L'assureur soutenait encore que cette irrecevabilité de l’action introduite par l’assuré avant l’expiration de ce délai ne pouvait être régularisée en cours de procès (l'assuré n'a transmis son état des pertes qu'au cours de la procédure d'appel). La Cour d'appel de Nancy a jugé que la demande d'indemnisation de l'assuré était recevable et a été approuvée en cela par la Cour de cassation.
Selon la Cour de cassation, les parties ne sont pas recevables à saisir le juge avant l’expiration d’un délai de 6 mois suivant la remise de l’état des pertes à l’assureur, sauf si l’expertise amiable a pris fin avant l’expiration de ce délai. Cependant, lorsque l’assureur a fait connaître son refus de garantie, l’assuré peut saisir le juge pour contester cette décision, sans être tenu de respecter la procédure prévue par l’article L.122-2 du Code des assurances.
Les dispositions d'ordre public de l'article L.122-2 du Code des assurances ont été instaurées dans l'objectif de prévenir des expertises amiables excessivement longues. Si elles paraissent donc favorables à l'assuré, elles constituent également une contrainte pour ce dernier au regard de l'irrecevabilité de toute demande d'indemnité avant l'expiration du délai de 6 mois, y compris lorsqu'il s'agit d'une demande de provision en référé (Cass. com. 22 oct. 1996, n° 93-18.929).

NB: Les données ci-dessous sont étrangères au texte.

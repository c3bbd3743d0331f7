//! Role enum distinguishing regular users from helpdesk administrators.

use serde::{Deserialize, Serialize};
use std::fmt;
use std::str::FromStr;

use super::ValidationError;

/// Access role of a registered user.
#[derive(Debug, Clone, Copy, PartialEq, Eq, Hash, Serialize, Deserialize, Default)]
#[serde(rename_all = "snake_case")]
pub enum Role {
    #[default]
    User,
    Admin,
}

impl Role {
    /// Returns true for administrators.
    pub fn is_admin(&self) -> bool {
        *self == Role::Admin
    }

    /// Storage representation.
    pub fn as_str(&self) -> &'static str {
        match self {
            Role::User => "user",
            Role::Admin => "admin",
        }
    }
}

impl fmt::Display for Role {
    fn fmt(&self, f: &mut fmt::Formatter<'_>) -> fmt::Result {
        f.write_str(self.as_str())
    }
}

impl FromStr for Role {
    type Err = ValidationError;

    fn from_str(s: &str) -> Result<Self, Self::Err> {
        match s {
            "user" => Ok(Role::User),
            "admin" => Ok(Role::Admin),
            other => Err(ValidationError::invalid_format(
                "role",
                format!("unknown role '{}'", other),
            )),
        }
    }
}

Le présent arrêt, dont l'importance est marquée par sa publication au bulletin, autorise donc une telle action de l'assuré dès lors que l'assureur a refusé sa garantie.
Construction
Partage de responsabilité décennale entre un promoteur immobilier et un architecte
Cass. civ. 3e, 13 février 2025, n°23-21.136
Le promoteur immobilier constructeur non réalisateur, vendeur d'un immeuble à construire, engage de plein droit sa responsabilité civile décennale à l'égard de l'acquéreur, dès lors que des désordres apparaissent dans les dix années suivant la réception de l'ouvrage et répondent à la définition donnée par l'article 1792 du Code civil (Cass. Civ. 3e, 4 avril 2024, n° 22-12.132 et n°22-20.107).
Sa responsabilité de plein droit engagée, le promoteur exerce une action en garantie à l'encontre de l'architecte – maître d'œuvre du chantier. La Cour d'appel opère un partage de responsabilités entre le promoteur et l'architecte. Le promoteur forme un pourvoi, reprochant à la Cour d'appel d'avoir laissé à sa charge une part de de la dette de réparation.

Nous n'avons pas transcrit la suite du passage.